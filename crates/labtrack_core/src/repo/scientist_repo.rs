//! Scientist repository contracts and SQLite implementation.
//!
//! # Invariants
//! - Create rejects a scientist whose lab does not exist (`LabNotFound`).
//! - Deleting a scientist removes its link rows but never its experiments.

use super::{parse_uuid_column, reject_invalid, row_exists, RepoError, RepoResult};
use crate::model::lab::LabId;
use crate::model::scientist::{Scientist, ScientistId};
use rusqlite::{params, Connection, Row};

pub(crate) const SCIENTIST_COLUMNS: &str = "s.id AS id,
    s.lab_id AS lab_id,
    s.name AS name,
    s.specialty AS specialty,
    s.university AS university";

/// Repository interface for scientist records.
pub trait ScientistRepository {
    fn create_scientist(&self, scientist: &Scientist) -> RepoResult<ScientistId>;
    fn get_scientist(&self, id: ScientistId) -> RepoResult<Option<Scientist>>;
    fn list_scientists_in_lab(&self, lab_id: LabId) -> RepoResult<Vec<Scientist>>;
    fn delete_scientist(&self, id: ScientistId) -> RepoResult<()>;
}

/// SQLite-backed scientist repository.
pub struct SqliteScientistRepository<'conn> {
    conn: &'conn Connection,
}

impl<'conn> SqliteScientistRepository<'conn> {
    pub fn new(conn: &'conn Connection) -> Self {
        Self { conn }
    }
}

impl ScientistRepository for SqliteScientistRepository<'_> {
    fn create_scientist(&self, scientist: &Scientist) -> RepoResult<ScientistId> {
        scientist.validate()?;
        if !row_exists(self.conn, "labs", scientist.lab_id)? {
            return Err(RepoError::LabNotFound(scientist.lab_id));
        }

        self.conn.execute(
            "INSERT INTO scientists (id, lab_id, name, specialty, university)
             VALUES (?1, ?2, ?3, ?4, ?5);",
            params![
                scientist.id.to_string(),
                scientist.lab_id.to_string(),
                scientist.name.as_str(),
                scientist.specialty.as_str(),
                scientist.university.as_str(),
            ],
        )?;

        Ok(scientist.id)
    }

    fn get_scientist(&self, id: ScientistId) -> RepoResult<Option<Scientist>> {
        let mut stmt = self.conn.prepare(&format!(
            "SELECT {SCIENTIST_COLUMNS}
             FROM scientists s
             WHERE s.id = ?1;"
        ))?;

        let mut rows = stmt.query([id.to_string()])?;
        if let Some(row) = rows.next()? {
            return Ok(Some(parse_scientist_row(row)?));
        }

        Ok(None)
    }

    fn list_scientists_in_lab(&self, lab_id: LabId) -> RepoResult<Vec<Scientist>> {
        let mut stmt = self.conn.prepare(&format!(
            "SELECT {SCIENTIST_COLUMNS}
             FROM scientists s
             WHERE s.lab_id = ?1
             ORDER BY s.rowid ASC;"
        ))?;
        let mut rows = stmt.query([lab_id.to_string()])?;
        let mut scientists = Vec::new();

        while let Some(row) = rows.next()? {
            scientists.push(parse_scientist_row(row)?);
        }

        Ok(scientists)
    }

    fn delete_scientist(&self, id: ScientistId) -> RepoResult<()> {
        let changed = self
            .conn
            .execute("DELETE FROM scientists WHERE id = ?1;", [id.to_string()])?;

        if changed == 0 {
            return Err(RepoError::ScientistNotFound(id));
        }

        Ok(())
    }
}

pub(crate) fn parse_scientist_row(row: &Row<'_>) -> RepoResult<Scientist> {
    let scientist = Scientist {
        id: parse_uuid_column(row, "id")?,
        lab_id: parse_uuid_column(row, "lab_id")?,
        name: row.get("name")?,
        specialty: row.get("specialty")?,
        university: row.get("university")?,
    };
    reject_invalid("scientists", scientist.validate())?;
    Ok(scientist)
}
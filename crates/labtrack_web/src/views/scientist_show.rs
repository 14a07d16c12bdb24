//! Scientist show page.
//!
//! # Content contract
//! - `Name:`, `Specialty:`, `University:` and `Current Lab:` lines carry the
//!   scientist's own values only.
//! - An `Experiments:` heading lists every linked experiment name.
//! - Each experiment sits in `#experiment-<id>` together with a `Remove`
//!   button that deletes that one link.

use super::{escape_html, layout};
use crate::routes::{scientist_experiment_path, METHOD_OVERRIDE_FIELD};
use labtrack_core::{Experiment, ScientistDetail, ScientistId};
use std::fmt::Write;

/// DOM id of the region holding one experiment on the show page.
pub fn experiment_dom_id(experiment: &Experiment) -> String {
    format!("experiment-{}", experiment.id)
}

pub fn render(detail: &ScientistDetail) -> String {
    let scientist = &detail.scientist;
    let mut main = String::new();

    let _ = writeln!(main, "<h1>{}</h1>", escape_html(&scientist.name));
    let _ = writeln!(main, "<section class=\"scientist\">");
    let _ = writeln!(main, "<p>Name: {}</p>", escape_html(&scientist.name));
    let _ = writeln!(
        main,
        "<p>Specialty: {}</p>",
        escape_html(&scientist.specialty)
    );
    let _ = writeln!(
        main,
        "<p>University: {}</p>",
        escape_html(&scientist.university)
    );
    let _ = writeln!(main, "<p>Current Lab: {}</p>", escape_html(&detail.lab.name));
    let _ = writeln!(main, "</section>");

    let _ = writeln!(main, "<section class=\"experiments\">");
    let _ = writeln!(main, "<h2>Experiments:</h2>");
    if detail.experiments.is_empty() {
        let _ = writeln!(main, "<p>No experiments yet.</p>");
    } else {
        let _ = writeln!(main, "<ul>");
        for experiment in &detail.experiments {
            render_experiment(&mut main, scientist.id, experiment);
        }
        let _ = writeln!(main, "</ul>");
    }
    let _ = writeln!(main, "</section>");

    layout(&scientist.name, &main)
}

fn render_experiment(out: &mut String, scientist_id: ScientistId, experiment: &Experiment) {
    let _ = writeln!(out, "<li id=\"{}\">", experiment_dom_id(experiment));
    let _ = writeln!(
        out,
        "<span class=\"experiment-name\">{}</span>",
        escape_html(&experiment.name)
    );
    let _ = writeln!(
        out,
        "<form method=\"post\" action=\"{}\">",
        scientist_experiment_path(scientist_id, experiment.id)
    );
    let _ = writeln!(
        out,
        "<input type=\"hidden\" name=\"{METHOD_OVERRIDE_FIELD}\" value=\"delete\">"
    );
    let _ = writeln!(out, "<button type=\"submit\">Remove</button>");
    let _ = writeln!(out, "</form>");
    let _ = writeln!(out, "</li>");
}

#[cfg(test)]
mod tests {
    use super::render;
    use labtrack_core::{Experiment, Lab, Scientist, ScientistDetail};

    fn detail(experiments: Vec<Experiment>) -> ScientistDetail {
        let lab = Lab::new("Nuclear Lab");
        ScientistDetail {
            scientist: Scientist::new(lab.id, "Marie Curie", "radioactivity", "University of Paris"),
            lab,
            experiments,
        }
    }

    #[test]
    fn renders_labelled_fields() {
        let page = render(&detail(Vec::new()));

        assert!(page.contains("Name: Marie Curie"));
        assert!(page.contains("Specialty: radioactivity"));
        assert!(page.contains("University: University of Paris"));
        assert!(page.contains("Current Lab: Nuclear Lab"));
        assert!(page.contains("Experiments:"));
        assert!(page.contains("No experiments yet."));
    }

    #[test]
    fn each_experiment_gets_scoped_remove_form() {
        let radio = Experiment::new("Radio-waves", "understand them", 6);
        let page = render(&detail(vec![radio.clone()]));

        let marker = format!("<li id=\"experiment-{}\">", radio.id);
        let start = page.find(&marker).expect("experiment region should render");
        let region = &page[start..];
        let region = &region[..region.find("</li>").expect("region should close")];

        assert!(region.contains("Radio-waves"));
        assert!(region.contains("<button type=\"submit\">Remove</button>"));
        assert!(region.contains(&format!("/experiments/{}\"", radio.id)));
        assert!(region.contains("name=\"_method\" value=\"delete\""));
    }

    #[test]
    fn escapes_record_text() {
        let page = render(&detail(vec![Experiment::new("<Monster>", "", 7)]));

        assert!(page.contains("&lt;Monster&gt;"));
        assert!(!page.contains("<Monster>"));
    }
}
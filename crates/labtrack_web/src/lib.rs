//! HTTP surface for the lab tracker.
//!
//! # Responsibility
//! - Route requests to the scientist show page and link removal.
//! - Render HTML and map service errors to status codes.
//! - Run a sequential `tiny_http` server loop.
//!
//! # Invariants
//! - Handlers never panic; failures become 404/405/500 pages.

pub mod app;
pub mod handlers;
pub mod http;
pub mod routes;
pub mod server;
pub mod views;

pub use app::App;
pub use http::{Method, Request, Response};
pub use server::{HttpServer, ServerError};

· · · · ·

Description of the task:
Retype only this portion of the data above: the line containing "linked experiment name.", the line containing "for experiment in", and all lines between them, exactly.

Result for this exercise:
//! - An `Experiments:` heading lists every linked experiment name.
//! - Each experiment sits in `#experiment-<id>` together with a `Remove`
//!   button that deletes that one link.

use super::{escape_html, layout};
use crate::routes::{scientist_experiment_path, METHOD_OVERRIDE_FIELD};
use labtrack_core::{Experiment, ScientistDetail, ScientistId};
use std::fmt::Write;

/// DOM id of the region holding one experiment on the show page.
pub fn experiment_dom_id(experiment: &Experiment) -> String {
    format!("experiment-{}", experiment.id)
}

pub fn render(detail: &ScientistDetail) -> String {
    let scientist = &detail.scientist;
    let mut main = String::new();

    let _ = writeln!(main, "<h1>{}</h1>", escape_html(&scientist.name));
    let _ = writeln!(main, "<section class=\"scientist\">");
    let _ = writeln!(main, "<p>Name: {}</p>", escape_html(&scientist.name));
    let _ = writeln!(
        main,
        "<p>Specialty: {}</p>",
        escape_html(&scientist.specialty)
    );
    let _ = writeln!(
        main,
        "<p>University: {}</p>",
        escape_html(&scientist.university)
    );
    let _ = writeln!(main, "<p>Current Lab: {}</p>", escape_html(&detail.lab.name));
    let _ = writeln!(main, "</section>");

    let _ = writeln!(main, "<section class=\"experiments\">");
    let _ = writeln!(main, "<h2>Experiments:</h2>");
    if detail.experiments.is_empty() {
        let _ = writeln!(main, "<p>No experiments yet.</p>");
    } else {
        let _ = writeln!(main, "<ul>");
        for experiment in &detail.experiments {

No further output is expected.